1. Pure “random”, a rare occasion. The cell can come from any batch.
  2. The cell comes from a batch with a high proportion of faulty cells due to a quirk in the manufacturing process.
  3. A regression in the manufacturing process
  4. The cells were abused after manufacturing: during shipment, or during battery assembly, or during battery shipment/shelf life. Either mechanical or temperature/humidity abuse. TOFO is this possible that physical causes of degradation change due to these things?
  5. The battery is used in an extreme environment, or too frequently cycled at high currents or to 0% or 100% SoC. See Charging at low temperature leads to Lithium plating, Charging Li-ion cells at higher voltage accelerates degradation, Storing a cell at a high temperature and state-of-charge accelerates capacity fade.
  6. A problem with sensors/wiring in the battery, perhaps leading to consistent overcurrent or consistently over-charging or over-discharging the cell. TOFO is this possible, e. g. due to voltage sensor bias?
  7. A miscalculation of safe limits for charging/discharging, e. g. due to a bug in a new version of BMS software.

TOFO are there any other reasons?

Analysing OCV won’t help us with 1. and 2. because the best OCV we can have is an average of OCVs of 28 cells, where a contribution of a single cell is lost. Note that we already talk about rather subtle differences in OCV curves to discern the physical causes of degradation. (Cf. Cell size tradeoff.)

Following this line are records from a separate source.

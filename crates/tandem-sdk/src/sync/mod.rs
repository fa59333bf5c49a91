/// 副本同步模块
///
/// 职责：
/// - 把乱序、重复的推送流整理成有序批次（sequencer）
/// - 把单条服务端事件翻译成副本补丁（mapper）
/// - 重连后的 catch-up：diff 续传或全量重建（catch_up）
/// - 编排推送流、catch-up 和 mutation 队列（orchestrator）

pub mod catch_up;
pub mod mapper;
pub mod orchestrator;
pub mod sequencer;

pub use catch_up::{CatchUpOutcome, FullFetchReason};
pub use mapper::{map_event, MappedEvent};
pub use orchestrator::{DrainReport, SyncOrchestrator};
pub use sequencer::{SequencerConfig, SequencerOutput, UpdateSequencer};

use serde::{Deserialize, Serialize};

use crate::reconnect::ReconnectConfig;

/// 同步阶段
#[derive(Debug, Clone, Copy, PartialEq, Eq, Serialize, Deserialize)]
#[serde(rename_all = "snake_case")]
pub enum SyncPhase {
    /// 尚未启动
    Idle,
    /// 恢复快照、等待首次 catch-up
    Bootstrapping,
    /// 推送流已追上
    Live,
    /// 断线、空洞或服务端要求重置后正在恢复
    Recovering,
    /// 已销毁
    Destroyed,
}

/// 同步配置
#[derive(Debug, Clone, Default, Serialize, Deserialize)]
pub struct SyncConfig {
    pub sequencer: SequencerConfig,
    pub reconnect: ReconnectConfig,
    /// 每次应用后写快照
    pub persist_snapshots: bool,
}
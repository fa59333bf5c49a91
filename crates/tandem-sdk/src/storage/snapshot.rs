//! 副本快照持久化
//!
//! 快照是一个不透明的 JSON blob，存放在会话身份对应的 sled Tree 中，
//! 并在 blob 内部再嵌一份身份。加载时身份或格式版本不匹配都会丢弃快照，
//! 对调用方而言就像首次启动。

use chrono::{DateTime, Utc};
use serde::{Deserialize, Serialize};
use std::collections::BTreeMap;
use std::sync::Arc;
use tracing::{info, warn};

use super::entities::{Collection, EntityRecord, PendingMutation, SessionIdentity};
use super::kv::KvStore;
use crate::error::Result;
use crate::version::SNAPSHOT_FORMAT_VERSION;

const SNAPSHOT_KEY: &str = "replica_snapshot";

/// 持久化的副本快照（临时记录不入快照）
#[derive(Debug, Clone, PartialEq, Serialize, Deserialize)]
pub struct ReplicaSnapshot {
    pub format_version: u32,
    pub identity: SessionIdentity,
    pub offset: u64,
    pub collections: BTreeMap<Collection, Vec<EntityRecord>>,
    pub pending: Vec<PendingMutation>,
    pub saved_at: DateTime<Utc>,
}

/// 快照加载结果
#[derive(Debug, Clone, PartialEq)]
pub enum SnapshotLoad {
    Restored(ReplicaSnapshot),
    Missing,
    /// 快照存在但不可用，已删除
    Discarded { reason: String },
}

pub struct SnapshotStore {
    kv: Arc<KvStore>,
}

impl SnapshotStore {
    pub fn new(kv: Arc<KvStore>) -> Self {
        Self { kv }
    }

    pub async fn save(&self, snapshot: &ReplicaSnapshot) -> Result<()> {
        self.kv.switch_session(&snapshot.identity).await?;
        self.kv.set(SNAPSHOT_KEY, snapshot).await
    }

    pub async fn load(&self, identity: &SessionIdentity) -> Result<SnapshotLoad> {
        self.kv.switch_session(identity).await?;

        let snapshot = match self.kv.get::<_, ReplicaSnapshot>(SNAPSHOT_KEY).await {
            Ok(Some(snapshot)) => snapshot,
            Ok(None) => return Ok(SnapshotLoad::Missing),
            Err(e) => {
                return self.discard(format!("快照无法解析: {}", e)).await;
            }
        };

        if &snapshot.identity != identity {
            return self
                .discard(format!("快照身份不匹配: {} != {}", snapshot.identity, identity))
                .await;
        }
        if snapshot.format_version != SNAPSHOT_FORMAT_VERSION {
            return self
                .discard(format!(
                    "快照格式版本不兼容: {} != {}",
                    snapshot.format_version, SNAPSHOT_FORMAT_VERSION
                ))
                .await;
        }

        info!(
            "加载快照: offset={}, pending={}, saved_at={}",
            snapshot.offset,
            snapshot.pending.len(),
            snapshot.saved_at
        );
        Ok(SnapshotLoad::Restored(snapshot))
    }

    pub async fn clear(&self, identity: &SessionIdentity) -> Result<()> {
        self.kv.switch_session(identity).await?;
        self.kv.delete(SNAPSHOT_KEY).await?;
        Ok(())
    }

    async fn discard(&self, reason: String) -> Result<SnapshotLoad> {
        warn!("丢弃快照: {}", reason);
        self.kv.delete(SNAPSHOT_KEY).await?;
        Ok(SnapshotLoad::Discarded { reason })
    }
}
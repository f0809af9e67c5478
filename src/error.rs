//! Error Taxonomy
//!
//! Every failure the engine can surface. Structural and authorization
//! errors fail fast; only [`StepError`]s are retried, and only when the
//! step declares a retry policy.

use thiserror::Error;

/// Structural problems found in a workflow definition.
#[derive(Debug, Clone, PartialEq, Error)]
pub enum DefinitionError {
    #[error("Workflow has no steps")]
    NoSteps,

    #[error("Duplicate step ID: '{0}'")]
    DuplicateStep(String),

    #[error("Step '{step}' references unknown step '{reference}'")]
    DanglingReference { step: String, reference: String },

    #[error("Cycle detected: step '{from}' leads back to '{to}'")]
    CycleDetected { from: String, to: String },

    #[error("Decision step '{step}' has no condition for successor '{successor}'")]
    MissingCondition { step: String, successor: String },

    #[error("Step '{step}' has an invalid expression '{expression}': {reason}")]
    InvalidExpression {
        step: String,
        expression: String,
        reason: String,
    },

    #[error("Duplicate stage ID: '{0}'")]
    DuplicateStage(String),

    #[error("Transition '{action}' references unknown stage '{stage}'")]
    UnknownStage { action: String, stage: String },

    #[error("Stage workflow has no stage of kind 'start'")]
    MissingStartStage,

    #[error("Stage workflow has no stage of kind 'end'")]
    MissingEndStage,

    #[error("Cannot remove '{node}': active instance {instance_id} is positioned on it")]
    InUse { instance_id: String, node: String },
}

impl DefinitionError {
    /// Stable reason code, suitable for history entries and API payloads.
    pub fn code(&self) -> &'static str {
        match self {
            Self::NoSteps => "NoSteps",
            Self::DuplicateStep(_) => "DuplicateStep",
            Self::DanglingReference { .. } => "DanglingReference",
            Self::CycleDetected { .. } => "CycleDetected",
            Self::MissingCondition { .. } => "MissingCondition",
            Self::InvalidExpression { .. } => "InvalidExpression",
            Self::DuplicateStage(_) => "DuplicateStage",
            Self::UnknownStage { .. } => "UnknownStage",
            Self::MissingStartStage => "MissingStartStage",
            Self::MissingEndStage => "MissingEndStage",
            Self::InUse { .. } => "InUse",
        }
    }
}

/// Failure raised while executing a single step.
#[derive(Debug, Clone, PartialEq, Error)]
pub enum StepError {
    #[error("Task action '{action}' failed: {message}")]
    Task { action: String, message: String },

    #[error("Expression '{expression}' could not be evaluated: {message}")]
    Expression { expression: String, message: String },

    #[error("Parallel branch '{branch}' failed: {message}")]
    Branch { branch: String, message: String },

    #[error("Subprocess instance {instance_id} failed: {message}")]
    Subprocess { instance_id: String, message: String },

    #[error("Invalid step configuration: {0}")]
    Config(String),
}

impl StepError {
    /// Whether a retry policy may re-run the step after this error.
    ///
    /// Expression and configuration errors are deterministic.
    pub fn is_retryable(&self) -> bool {
        matches!(
            self,
            Self::Task { .. } | Self::Branch { .. } | Self::Subprocess { .. }
        )
    }
}

/// Errors reported by a [`DocumentStore`](crate::store::DocumentStore).
#[derive(Debug, Error)]
pub enum StoreError {
    #[error("Version conflict on {collection}/{id}: expected {expected}, found {actual}")]
    Conflict {
        collection: String,
        id: String,
        expected: u64,
        actual: u64,
    },

    #[error("Document not found: {collection}/{id}")]
    NotFound { collection: String, id: String },

    #[error("I/O error: {0}")]
    Io(#[from] std::io::Error),

    #[error("Serialization error: {0}")]
    Serialization(#[from] serde_json::Error),

    #[error("Storage backend error: {0}")]
    Backend(String),
}

/// Failure reported by an external collaborator (task runner, analytics,
/// suggestion service).
#[derive(Debug, Clone, PartialEq, Error)]
#[error("{0}")]
pub struct ServiceError(pub String);

impl ServiceError {
    pub fn new(message: impl Into<String>) -> Self {
        Self(message.into())
    }
}

/// Top-level error returned by the workflow service and runner.
#[derive(Debug, Error)]
pub enum WorkflowError {
    #[error("Invalid definition: {0}")]
    Definition(#[from] DefinitionError),

    #[error("{kind} not found: {id}")]
    NotFound { kind: &'static str, id: String },

    #[error(
        "Invalid transition '{action}' from stage '{stage}' (instance {instance_id}); available: [{}]",
        available.join(", ")
    )]
    InvalidTransition {
        instance_id: String,
        stage: String,
        action: String,
        available: Vec<String>,
    },

    #[error("Concurrent modification of {id}: expected version {expected}, found {actual}")]
    ConcurrentModification { id: String, expected: u64, actual: u64 },

    #[error("Validation error: {0}")]
    Validation(String),

    #[error("Actor '{actor}' is not allowed to {operation}")]
    Forbidden { actor: String, operation: String },

    #[error("Storage error: {0}")]
    Store(StoreError),

    #[error("Collaborator error: {0}")]
    Service(#[from] ServiceError),
}

impl WorkflowError {
    pub(crate) fn not_found(kind: &'static str, id: impl Into<String>) -> Self {
        Self::NotFound {
            kind,
            id: id.into(),
        }
    }
}

impl From<StoreError> for WorkflowError {
    fn from(err: StoreError) -> Self {
        match err {
            StoreError::Conflict {
                id,
                expected,
                actual,
                ..
            } => Self::ConcurrentModification {
                id,
                expected,
                actual,
            },
            StoreError::NotFound { id, .. } => Self::NotFound {
                kind: "Document",
                id,
            },
            other => Self::Store(other),
        }
    }
}

impl From<serde_json::Error> for WorkflowError {
    fn from(err: serde_json::Error) -> Self {
        Self::Store(StoreError::Serialization(err))
    }
}

/// Result alias used across the engine.
pub type Result<T> = std::result::Result<T, WorkflowError>;

#[cfg(test)]
mod tests {
    use super::*;

    #[test]
    fn test_conflict_maps_to_concurrent_modification() {
        let err: WorkflowError = StoreError::Conflict {
            collection: "instances".to_string(),
            id: "i-1".to_string(),
            expected: 1,
            actual: 2,
        }
        .into();

        assert!(matches!(
            err,
            WorkflowError::ConcurrentModification { expected: 1, actual: 2, .. }
        ));
    }

    #[test]
    fn test_store_not_found_maps_to_not_found() {
        let err: WorkflowError = StoreError::NotFound {
            collection: "workflows".to_string(),
            id: "missing".to_string(),
        }
        .into();

        assert!(matches!(err, WorkflowError::NotFound { .. }));
        assert!(err.to_string().contains("missing"));
    }

    #[test]
    fn test_definition_error_codes() {
        assert_eq!(DefinitionError::NoSteps.code(), "NoSteps");
        let cycle = DefinitionError::CycleDetected {
            from: "c".to_string(),
            to: "a".to_string(),
        };
        assert_eq!(cycle.code(), "CycleDetected");
        assert!(cycle.to_string().contains("'c'"));
    }

    #[test]
    fn test_retryable_step_errors() {
        let task = StepError::Task {
            action: "email".to_string(),
            message: "smtp down".to_string(),
        };
        assert!(task.is_retryable());
        assert!(!StepError::Config("bad".to_string()).is_retryable());
    }
}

By the way, this problem applies not just to the OCV function but to all parameter estimations (see above), perhaps with an exception of Cell self-discharge rate and Coulombic efficiency because normally these parameters should be very small, but in a misbehaving cell, they can jump 10 or 100 times. (See Alert on unusually high self-discharge rate or unusually low Coulombic efficiency of cellgroups.)

Quality control/EOL testing in the factory must catch 3.

Analysing OCV could help with 4.-7., however, in all these cases we will see the remaining battery capacity reducing quicker than normal. So just tracking the remaining battery capacity will be a sufficient indicator that something is wrong with the battery. Also, I really doubt 4. is even possible, 5. should be obvious anyway (if we are cycling a battery at 50 °C … it will degrade quickly), and there are much more proper ways for catching 6. (system/Poland EOL tests) and 7. (software tests) than discerning physical causes of degradation which is an indirect and a very delayed way.


Part of ‣ and Cell degradation.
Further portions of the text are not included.